TASK PROMPT ->
In the entries below, count each line where "BTreeMap" appears. Give the total and nothing more.

[Stored items]
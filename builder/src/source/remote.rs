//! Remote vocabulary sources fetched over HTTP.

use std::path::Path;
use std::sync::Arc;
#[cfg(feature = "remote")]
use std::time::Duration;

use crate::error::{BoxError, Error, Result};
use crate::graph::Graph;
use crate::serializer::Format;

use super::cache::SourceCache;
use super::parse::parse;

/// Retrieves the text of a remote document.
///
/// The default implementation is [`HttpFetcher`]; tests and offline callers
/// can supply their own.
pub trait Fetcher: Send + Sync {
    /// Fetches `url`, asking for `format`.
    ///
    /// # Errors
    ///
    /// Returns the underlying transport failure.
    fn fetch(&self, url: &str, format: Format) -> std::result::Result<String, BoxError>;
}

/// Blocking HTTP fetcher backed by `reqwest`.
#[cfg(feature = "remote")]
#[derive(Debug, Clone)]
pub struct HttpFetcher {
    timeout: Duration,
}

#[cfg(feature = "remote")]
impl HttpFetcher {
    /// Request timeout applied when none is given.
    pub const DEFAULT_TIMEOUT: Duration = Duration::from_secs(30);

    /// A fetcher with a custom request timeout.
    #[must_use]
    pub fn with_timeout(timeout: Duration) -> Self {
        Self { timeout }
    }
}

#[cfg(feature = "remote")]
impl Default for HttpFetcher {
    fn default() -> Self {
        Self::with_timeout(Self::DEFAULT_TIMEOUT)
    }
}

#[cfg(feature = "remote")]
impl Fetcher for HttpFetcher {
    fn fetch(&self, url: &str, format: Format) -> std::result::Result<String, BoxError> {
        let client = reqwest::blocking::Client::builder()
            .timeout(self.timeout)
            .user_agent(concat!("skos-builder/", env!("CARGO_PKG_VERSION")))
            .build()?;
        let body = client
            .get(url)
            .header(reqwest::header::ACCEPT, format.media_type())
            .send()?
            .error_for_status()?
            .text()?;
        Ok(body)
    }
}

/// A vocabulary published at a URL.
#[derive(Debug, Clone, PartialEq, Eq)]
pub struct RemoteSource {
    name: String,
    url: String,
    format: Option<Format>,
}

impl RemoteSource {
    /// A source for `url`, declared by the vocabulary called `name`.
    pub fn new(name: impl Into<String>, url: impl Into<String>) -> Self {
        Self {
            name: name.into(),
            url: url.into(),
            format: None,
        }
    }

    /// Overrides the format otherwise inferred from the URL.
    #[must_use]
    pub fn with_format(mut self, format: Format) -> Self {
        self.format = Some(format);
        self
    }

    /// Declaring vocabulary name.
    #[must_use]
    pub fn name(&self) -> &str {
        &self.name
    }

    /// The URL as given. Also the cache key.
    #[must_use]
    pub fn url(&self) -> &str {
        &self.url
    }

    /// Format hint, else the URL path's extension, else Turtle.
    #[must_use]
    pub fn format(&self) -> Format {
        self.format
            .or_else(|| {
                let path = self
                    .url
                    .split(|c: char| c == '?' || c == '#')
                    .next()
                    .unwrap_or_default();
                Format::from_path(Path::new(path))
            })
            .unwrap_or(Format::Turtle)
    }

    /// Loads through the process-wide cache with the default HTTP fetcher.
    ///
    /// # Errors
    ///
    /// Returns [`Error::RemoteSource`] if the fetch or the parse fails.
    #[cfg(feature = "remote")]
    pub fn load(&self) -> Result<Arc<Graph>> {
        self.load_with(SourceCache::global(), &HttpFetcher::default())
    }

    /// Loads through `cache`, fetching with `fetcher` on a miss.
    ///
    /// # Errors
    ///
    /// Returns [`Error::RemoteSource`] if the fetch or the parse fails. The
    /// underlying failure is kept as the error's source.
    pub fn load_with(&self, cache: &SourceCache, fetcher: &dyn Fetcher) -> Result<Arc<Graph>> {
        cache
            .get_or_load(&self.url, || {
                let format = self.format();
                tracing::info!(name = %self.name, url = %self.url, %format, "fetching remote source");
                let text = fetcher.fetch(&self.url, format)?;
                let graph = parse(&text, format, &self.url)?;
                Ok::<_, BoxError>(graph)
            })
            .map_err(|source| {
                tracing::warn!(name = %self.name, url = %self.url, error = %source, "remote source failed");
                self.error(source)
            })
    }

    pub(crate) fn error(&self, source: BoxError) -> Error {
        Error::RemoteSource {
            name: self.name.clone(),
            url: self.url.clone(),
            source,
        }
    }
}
--
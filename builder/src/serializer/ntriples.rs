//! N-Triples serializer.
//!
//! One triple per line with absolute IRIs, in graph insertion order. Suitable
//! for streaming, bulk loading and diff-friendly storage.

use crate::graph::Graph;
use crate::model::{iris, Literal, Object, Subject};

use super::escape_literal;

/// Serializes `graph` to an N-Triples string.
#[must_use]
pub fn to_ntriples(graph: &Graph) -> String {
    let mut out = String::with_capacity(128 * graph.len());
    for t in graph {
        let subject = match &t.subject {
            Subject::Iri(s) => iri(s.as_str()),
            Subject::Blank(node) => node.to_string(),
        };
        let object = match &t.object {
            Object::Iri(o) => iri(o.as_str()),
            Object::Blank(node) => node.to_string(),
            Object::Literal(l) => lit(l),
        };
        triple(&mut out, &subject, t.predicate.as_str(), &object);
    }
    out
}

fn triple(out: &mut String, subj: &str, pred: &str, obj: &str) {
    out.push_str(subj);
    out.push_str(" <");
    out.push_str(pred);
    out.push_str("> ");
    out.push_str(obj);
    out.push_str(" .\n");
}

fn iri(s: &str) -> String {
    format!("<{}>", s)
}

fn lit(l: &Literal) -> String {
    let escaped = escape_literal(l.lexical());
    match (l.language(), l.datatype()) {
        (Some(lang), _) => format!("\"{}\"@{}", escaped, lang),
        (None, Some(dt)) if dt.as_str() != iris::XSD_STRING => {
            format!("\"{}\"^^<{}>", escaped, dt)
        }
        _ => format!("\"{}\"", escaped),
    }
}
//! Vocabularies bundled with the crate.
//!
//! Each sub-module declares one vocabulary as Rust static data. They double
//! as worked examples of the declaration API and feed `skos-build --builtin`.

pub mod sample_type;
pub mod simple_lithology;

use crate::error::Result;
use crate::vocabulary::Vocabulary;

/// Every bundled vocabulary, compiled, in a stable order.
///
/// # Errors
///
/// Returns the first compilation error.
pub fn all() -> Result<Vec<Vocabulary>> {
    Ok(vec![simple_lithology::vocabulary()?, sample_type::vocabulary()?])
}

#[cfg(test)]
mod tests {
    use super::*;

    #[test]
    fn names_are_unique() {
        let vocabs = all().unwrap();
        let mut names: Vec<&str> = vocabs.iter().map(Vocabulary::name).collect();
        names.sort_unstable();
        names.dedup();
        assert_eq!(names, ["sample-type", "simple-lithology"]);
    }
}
---
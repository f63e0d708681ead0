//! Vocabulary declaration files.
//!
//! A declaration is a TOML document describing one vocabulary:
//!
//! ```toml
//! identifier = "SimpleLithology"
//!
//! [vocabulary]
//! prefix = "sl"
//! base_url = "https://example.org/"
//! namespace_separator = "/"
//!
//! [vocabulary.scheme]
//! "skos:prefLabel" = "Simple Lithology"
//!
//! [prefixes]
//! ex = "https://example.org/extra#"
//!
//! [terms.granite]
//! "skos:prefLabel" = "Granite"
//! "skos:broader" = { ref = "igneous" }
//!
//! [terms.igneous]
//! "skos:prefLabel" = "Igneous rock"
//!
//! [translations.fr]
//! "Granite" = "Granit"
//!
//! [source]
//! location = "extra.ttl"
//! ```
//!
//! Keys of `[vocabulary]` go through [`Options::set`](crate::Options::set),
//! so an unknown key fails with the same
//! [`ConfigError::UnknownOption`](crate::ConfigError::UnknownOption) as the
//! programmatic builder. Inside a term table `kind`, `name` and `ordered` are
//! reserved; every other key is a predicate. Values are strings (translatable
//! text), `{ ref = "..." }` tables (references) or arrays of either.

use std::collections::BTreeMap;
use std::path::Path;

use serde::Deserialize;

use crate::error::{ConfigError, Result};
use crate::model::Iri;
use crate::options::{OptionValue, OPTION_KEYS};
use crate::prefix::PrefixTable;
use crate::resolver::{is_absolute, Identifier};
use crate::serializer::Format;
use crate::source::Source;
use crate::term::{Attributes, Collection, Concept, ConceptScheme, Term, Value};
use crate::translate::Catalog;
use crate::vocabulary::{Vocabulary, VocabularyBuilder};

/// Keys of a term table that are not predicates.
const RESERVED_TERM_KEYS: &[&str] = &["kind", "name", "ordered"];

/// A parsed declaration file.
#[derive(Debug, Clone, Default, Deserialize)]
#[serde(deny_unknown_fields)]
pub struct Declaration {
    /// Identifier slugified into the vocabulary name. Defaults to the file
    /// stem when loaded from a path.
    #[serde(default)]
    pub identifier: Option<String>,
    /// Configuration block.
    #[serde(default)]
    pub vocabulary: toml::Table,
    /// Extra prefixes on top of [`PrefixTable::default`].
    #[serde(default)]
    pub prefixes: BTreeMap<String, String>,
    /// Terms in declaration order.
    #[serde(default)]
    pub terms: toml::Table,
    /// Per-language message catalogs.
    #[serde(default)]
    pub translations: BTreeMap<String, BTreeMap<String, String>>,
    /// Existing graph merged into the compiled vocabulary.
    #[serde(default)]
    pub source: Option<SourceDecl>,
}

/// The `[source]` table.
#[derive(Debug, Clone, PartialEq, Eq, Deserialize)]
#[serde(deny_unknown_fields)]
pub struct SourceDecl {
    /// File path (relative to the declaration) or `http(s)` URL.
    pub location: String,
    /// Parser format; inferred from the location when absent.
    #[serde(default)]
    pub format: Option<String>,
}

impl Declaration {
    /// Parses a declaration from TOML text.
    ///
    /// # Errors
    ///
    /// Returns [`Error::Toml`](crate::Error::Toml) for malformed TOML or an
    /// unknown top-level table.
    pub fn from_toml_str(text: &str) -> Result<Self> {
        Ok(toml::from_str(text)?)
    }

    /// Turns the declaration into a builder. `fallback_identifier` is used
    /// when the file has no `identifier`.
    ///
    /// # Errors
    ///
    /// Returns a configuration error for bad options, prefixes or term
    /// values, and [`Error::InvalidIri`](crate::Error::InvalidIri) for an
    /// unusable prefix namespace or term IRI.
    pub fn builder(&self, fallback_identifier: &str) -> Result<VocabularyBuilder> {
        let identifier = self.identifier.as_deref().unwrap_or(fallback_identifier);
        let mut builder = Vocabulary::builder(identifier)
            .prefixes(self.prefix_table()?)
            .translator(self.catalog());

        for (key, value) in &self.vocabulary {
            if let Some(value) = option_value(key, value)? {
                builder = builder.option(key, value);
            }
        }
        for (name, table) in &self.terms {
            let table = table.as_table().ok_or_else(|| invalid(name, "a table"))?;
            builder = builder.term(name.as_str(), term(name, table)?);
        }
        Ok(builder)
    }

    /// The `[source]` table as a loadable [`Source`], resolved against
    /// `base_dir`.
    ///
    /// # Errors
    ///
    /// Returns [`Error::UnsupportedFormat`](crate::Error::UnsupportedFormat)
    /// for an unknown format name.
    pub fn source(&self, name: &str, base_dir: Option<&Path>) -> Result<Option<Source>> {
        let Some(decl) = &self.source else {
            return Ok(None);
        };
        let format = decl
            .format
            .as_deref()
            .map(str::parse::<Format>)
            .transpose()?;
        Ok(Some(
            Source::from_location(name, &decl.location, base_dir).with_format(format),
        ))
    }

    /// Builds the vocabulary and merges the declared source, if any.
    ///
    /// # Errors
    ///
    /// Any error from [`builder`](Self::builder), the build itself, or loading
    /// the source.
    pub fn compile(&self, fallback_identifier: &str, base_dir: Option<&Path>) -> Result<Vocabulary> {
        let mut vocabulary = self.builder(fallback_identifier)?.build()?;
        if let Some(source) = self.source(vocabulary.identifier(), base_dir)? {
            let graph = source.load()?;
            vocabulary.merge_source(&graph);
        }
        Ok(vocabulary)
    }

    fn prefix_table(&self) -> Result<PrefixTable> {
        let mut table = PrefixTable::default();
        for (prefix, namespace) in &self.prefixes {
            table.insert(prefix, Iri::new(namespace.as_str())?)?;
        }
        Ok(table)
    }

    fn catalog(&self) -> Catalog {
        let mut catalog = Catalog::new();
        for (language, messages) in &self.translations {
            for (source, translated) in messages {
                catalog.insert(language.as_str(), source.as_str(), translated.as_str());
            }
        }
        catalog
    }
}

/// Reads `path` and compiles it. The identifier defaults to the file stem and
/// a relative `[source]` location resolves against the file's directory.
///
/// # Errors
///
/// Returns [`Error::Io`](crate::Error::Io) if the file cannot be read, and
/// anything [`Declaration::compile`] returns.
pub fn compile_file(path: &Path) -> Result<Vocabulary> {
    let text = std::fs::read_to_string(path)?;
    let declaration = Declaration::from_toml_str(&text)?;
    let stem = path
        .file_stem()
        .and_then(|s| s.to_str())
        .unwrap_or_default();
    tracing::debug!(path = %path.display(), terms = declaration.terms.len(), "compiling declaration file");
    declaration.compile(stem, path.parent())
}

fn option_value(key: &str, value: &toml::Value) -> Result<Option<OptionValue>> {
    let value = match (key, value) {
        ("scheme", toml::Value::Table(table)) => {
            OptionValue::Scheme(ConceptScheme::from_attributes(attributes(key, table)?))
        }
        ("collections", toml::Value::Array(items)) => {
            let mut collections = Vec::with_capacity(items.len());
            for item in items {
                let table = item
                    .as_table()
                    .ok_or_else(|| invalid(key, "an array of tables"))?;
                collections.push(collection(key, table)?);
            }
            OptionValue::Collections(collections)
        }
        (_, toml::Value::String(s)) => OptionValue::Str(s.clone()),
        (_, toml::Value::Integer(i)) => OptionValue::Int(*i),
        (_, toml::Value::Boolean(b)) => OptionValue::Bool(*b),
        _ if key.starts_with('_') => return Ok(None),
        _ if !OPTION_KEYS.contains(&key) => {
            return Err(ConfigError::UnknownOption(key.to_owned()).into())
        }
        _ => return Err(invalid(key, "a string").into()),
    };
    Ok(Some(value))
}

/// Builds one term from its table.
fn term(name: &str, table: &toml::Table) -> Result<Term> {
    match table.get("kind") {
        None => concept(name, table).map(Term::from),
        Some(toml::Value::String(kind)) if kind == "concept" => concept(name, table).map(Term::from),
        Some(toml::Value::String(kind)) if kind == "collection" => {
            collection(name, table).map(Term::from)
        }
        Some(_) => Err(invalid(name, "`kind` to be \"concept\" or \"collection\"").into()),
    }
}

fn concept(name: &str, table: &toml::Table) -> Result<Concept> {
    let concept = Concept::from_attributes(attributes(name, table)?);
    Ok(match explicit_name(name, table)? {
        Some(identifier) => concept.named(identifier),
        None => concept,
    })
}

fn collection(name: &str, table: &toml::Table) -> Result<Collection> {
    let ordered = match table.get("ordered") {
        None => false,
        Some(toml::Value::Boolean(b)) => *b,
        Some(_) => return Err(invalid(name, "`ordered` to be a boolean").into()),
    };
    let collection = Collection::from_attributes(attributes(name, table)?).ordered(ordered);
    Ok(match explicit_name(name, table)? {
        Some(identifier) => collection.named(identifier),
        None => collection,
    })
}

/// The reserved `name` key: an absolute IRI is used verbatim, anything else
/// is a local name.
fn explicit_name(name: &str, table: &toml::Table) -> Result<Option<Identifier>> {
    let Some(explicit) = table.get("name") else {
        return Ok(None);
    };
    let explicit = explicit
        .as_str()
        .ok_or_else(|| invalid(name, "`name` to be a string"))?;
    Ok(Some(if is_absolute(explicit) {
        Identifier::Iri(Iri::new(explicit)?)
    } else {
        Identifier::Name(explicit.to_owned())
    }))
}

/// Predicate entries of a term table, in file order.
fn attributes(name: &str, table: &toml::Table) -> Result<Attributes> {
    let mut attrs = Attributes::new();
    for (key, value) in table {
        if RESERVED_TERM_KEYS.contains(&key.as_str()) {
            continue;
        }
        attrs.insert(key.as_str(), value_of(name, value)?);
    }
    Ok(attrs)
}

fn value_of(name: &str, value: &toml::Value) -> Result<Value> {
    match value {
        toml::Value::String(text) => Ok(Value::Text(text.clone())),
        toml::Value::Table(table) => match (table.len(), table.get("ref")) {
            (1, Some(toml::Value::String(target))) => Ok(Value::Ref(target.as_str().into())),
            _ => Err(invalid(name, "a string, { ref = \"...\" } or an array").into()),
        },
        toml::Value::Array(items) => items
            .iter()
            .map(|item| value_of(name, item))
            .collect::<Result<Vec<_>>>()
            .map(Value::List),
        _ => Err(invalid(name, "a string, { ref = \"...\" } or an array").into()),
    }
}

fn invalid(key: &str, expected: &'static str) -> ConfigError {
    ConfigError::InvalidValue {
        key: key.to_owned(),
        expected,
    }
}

RESPONSE TO THE TASK ->
3